> _INFORMATION GIVEN_:
============================================================
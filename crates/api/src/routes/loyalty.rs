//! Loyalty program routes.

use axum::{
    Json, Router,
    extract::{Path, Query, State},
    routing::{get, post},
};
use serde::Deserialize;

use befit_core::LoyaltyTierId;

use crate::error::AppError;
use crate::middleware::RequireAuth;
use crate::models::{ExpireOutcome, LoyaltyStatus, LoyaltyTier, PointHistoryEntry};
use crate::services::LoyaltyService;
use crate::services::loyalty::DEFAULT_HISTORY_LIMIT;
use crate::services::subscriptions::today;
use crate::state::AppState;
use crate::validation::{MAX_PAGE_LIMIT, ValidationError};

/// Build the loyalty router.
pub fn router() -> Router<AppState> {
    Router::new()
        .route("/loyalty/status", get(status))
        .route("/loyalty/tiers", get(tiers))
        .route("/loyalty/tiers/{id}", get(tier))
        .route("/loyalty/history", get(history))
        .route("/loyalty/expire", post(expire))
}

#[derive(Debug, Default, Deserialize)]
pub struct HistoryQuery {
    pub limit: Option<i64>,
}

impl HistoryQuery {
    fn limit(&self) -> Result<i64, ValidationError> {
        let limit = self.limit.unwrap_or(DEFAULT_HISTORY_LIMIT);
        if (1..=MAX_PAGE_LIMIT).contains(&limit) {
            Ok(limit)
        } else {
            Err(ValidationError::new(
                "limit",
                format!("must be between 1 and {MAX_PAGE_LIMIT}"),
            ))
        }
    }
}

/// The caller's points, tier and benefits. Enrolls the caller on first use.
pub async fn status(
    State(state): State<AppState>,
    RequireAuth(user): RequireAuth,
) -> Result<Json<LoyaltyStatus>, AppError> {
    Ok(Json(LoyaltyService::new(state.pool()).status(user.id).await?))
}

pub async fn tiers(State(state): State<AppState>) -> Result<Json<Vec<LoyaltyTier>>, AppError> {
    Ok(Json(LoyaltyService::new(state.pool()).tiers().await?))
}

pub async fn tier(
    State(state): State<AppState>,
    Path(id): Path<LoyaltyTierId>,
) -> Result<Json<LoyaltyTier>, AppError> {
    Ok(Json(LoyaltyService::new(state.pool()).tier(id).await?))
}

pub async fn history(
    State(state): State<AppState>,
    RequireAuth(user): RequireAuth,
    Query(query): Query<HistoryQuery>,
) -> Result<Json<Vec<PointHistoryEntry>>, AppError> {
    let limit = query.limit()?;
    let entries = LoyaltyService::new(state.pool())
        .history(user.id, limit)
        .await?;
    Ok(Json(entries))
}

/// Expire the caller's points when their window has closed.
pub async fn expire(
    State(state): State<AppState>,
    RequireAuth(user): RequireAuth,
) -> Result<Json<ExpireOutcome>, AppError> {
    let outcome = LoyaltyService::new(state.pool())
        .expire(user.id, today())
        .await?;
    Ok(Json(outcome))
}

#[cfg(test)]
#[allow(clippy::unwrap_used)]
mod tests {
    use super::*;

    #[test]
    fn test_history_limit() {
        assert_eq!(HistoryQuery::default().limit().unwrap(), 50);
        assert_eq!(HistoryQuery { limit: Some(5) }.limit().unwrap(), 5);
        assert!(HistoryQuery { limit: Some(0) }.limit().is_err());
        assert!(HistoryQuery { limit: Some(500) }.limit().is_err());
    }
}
============================================================
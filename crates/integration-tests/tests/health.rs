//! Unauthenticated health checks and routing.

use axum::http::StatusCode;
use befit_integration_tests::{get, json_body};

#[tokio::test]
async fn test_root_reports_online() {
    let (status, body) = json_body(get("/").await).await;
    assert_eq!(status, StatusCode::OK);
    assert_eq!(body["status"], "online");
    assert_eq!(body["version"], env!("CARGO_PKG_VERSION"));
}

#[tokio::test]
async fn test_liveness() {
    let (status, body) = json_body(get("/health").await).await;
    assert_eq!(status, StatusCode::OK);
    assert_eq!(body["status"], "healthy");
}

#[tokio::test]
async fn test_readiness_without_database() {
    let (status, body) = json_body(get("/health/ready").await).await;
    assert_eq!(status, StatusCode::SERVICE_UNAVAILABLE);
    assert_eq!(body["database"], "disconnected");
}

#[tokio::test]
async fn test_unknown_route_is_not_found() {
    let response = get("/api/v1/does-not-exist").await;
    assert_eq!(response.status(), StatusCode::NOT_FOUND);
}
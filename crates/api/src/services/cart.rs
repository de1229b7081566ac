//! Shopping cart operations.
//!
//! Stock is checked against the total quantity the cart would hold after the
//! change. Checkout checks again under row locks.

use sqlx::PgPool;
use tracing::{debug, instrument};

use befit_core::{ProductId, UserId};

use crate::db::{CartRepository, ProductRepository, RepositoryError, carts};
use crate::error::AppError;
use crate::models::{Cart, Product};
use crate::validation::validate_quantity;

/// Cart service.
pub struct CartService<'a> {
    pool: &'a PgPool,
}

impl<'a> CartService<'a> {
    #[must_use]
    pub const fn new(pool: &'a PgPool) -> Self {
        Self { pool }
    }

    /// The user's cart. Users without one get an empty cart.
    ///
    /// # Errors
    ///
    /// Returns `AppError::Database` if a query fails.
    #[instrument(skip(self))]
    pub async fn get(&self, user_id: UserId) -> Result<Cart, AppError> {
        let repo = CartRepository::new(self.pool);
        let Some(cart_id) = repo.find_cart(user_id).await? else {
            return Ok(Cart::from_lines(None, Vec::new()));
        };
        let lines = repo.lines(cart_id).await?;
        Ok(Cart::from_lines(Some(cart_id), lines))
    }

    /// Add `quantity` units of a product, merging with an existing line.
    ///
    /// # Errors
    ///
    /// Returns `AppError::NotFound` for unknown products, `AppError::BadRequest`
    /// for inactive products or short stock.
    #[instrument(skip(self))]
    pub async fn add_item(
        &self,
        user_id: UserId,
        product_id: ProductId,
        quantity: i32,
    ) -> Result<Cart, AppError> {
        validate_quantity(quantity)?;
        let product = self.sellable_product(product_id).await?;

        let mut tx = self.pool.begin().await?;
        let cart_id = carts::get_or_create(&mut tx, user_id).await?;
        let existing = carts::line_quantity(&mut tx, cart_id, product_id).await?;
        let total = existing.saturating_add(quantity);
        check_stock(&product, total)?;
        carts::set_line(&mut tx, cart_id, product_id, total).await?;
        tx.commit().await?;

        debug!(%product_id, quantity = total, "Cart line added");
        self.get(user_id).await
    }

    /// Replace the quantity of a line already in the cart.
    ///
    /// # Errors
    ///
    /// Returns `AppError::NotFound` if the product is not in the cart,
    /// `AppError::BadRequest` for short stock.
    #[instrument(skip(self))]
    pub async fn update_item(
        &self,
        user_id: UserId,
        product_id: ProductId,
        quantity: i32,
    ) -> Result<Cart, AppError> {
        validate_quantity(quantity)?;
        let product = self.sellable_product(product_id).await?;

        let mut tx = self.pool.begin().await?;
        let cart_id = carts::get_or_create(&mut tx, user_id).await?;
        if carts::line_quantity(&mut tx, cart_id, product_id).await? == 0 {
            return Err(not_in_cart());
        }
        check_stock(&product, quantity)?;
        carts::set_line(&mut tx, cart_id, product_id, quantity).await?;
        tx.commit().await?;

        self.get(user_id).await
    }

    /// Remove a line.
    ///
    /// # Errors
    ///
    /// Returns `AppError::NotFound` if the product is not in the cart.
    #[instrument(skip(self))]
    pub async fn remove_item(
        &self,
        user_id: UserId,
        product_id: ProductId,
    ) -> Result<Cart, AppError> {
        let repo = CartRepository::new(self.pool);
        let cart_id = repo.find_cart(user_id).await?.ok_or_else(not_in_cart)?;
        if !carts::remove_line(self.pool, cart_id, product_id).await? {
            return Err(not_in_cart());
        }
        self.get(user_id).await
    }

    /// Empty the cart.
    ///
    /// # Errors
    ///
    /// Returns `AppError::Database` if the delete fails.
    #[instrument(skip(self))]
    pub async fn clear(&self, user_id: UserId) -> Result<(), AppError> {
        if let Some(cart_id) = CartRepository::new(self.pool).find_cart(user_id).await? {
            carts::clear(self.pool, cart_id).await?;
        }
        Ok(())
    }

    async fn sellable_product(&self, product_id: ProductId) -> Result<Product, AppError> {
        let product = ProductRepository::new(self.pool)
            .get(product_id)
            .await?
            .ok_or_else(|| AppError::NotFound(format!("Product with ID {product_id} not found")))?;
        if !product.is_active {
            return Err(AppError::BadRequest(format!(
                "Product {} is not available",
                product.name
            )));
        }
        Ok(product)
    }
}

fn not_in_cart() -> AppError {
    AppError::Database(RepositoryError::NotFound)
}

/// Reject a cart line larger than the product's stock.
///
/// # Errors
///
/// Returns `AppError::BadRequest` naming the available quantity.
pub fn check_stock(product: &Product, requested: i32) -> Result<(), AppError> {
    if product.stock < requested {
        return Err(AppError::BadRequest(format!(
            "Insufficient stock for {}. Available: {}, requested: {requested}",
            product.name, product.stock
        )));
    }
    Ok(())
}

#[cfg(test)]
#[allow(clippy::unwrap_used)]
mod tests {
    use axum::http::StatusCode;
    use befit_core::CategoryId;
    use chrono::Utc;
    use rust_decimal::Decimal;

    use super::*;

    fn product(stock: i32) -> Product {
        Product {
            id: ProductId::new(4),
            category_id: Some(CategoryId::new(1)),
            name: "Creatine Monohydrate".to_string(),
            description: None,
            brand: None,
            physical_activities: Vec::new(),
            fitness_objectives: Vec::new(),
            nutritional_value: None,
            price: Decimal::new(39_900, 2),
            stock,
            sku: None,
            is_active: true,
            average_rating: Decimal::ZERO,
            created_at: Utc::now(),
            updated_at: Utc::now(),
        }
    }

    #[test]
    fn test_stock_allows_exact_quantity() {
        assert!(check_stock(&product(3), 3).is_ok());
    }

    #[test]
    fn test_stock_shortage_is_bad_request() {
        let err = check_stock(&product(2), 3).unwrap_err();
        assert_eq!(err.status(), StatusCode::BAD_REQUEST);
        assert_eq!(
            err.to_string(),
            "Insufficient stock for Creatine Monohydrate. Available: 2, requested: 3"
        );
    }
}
============================================================
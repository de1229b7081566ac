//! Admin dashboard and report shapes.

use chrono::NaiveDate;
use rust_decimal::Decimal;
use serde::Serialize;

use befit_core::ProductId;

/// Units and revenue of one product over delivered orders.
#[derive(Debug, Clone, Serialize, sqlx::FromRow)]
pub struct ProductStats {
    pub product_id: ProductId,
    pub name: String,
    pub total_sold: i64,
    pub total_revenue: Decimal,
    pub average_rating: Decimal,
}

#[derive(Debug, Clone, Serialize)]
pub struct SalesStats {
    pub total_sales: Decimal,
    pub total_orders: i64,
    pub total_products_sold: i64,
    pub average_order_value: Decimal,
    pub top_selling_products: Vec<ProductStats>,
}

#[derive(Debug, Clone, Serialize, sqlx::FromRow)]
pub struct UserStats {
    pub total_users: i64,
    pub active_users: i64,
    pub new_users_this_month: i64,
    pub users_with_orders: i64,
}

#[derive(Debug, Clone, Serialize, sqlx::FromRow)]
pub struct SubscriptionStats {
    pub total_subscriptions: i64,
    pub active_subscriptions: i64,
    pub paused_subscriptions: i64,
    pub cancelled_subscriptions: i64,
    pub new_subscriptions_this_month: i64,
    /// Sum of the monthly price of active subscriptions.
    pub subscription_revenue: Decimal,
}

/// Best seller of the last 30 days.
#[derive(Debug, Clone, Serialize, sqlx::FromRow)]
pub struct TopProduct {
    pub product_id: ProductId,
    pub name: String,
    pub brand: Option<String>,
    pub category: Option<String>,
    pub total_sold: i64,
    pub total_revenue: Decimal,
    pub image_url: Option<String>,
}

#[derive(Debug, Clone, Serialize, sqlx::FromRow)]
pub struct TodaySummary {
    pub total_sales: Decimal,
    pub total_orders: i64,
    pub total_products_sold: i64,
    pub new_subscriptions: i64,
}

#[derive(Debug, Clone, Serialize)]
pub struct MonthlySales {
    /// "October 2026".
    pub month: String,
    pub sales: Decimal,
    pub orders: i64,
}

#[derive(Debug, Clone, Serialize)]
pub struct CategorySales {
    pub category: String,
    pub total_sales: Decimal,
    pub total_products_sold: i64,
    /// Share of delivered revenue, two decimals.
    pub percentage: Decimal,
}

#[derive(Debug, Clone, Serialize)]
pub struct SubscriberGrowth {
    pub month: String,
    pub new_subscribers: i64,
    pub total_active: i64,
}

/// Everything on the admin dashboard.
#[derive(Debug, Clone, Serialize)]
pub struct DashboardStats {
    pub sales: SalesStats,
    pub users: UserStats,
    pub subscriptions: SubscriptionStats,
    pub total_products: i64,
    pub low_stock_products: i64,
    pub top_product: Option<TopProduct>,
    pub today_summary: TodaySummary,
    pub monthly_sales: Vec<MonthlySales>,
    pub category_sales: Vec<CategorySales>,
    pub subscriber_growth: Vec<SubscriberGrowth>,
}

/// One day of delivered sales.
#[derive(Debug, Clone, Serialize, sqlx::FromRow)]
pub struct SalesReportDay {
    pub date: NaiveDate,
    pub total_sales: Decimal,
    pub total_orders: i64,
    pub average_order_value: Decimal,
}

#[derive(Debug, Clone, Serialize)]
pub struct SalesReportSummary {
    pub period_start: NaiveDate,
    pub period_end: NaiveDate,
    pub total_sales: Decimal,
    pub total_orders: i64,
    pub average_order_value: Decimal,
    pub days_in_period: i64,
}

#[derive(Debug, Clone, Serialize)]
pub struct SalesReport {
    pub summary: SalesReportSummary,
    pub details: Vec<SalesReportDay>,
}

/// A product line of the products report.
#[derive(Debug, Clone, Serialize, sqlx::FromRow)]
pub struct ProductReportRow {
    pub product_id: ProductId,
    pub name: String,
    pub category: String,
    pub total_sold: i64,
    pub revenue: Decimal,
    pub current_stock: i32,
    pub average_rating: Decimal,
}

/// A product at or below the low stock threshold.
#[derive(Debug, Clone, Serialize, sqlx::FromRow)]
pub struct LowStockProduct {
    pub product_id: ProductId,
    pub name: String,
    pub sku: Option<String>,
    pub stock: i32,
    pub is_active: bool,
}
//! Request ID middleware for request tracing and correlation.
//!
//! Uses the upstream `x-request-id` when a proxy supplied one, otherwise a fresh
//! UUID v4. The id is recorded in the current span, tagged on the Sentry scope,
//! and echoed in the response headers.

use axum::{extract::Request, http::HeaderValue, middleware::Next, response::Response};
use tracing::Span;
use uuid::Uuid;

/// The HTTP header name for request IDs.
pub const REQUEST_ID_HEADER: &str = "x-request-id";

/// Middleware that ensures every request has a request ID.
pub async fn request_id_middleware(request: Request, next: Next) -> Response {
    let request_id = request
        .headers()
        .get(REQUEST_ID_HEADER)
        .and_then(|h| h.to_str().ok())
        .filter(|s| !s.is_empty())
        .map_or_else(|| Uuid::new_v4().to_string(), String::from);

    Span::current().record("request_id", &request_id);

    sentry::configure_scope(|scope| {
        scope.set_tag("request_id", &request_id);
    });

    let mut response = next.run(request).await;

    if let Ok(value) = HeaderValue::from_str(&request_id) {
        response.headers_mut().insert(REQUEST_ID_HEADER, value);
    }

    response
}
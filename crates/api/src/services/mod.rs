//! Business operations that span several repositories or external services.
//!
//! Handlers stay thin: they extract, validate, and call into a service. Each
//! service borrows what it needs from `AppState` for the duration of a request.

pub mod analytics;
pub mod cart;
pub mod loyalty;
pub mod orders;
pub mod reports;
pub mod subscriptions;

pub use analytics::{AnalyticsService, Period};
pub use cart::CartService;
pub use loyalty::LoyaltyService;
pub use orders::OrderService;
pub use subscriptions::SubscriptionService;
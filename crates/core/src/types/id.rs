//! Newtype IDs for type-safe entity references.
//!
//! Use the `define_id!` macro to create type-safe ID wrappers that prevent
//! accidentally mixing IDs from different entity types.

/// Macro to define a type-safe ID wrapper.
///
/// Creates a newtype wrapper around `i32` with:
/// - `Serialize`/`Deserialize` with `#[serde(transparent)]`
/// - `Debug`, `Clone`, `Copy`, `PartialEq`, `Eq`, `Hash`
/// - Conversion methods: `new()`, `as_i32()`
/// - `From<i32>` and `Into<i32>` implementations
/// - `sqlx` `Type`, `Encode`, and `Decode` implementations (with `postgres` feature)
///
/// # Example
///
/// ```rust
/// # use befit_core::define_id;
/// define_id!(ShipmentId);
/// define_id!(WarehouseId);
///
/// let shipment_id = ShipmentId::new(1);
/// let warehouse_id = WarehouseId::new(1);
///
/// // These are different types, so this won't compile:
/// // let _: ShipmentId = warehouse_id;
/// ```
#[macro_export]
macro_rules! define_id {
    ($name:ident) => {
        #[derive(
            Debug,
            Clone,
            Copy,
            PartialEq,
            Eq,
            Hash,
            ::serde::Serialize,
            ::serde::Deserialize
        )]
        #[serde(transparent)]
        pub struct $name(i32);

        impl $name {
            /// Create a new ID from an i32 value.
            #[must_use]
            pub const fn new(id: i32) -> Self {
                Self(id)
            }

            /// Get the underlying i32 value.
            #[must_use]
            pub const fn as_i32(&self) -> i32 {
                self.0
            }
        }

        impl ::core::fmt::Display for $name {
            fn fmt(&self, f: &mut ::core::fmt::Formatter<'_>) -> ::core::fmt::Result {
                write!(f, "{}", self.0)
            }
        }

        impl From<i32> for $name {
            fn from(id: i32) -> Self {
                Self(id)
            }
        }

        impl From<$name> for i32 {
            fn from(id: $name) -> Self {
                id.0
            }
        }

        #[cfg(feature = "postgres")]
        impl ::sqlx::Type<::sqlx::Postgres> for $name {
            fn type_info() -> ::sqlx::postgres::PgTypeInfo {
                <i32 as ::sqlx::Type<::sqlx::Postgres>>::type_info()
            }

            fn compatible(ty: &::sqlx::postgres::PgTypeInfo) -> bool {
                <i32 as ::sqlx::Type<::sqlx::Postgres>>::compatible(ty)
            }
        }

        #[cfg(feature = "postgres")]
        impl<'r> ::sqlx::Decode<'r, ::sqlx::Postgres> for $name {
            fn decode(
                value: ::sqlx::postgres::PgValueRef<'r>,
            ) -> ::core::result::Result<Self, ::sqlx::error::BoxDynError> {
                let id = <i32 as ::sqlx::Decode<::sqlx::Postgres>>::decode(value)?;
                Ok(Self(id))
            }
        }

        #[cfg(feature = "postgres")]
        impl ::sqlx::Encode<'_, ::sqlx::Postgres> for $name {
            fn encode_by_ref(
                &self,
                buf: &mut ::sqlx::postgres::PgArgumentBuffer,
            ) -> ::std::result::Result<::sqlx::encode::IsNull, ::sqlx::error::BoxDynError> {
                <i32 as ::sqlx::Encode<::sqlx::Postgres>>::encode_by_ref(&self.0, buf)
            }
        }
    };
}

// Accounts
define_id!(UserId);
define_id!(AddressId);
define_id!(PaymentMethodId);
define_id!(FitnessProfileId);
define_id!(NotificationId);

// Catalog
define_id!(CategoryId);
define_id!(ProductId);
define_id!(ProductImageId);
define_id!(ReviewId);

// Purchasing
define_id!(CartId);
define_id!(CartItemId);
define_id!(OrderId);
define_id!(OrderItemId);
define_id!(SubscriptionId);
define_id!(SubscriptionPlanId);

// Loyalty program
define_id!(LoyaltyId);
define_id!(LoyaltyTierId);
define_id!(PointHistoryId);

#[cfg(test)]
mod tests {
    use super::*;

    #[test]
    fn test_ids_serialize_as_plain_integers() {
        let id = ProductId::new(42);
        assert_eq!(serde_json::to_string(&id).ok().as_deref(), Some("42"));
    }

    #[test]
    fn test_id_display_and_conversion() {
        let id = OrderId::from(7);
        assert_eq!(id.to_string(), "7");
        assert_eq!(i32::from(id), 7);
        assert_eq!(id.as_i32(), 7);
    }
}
============================================================
> _TASK DIRECTIONS_:
Gather from the records above every line containing the string "None".

> _WRITTEN ANSWER_:
            return Ok(Cart::from_lines(None, Vec::new()));
            description: None,
            brand: None,
            nutritional_value: None,
            sku: None,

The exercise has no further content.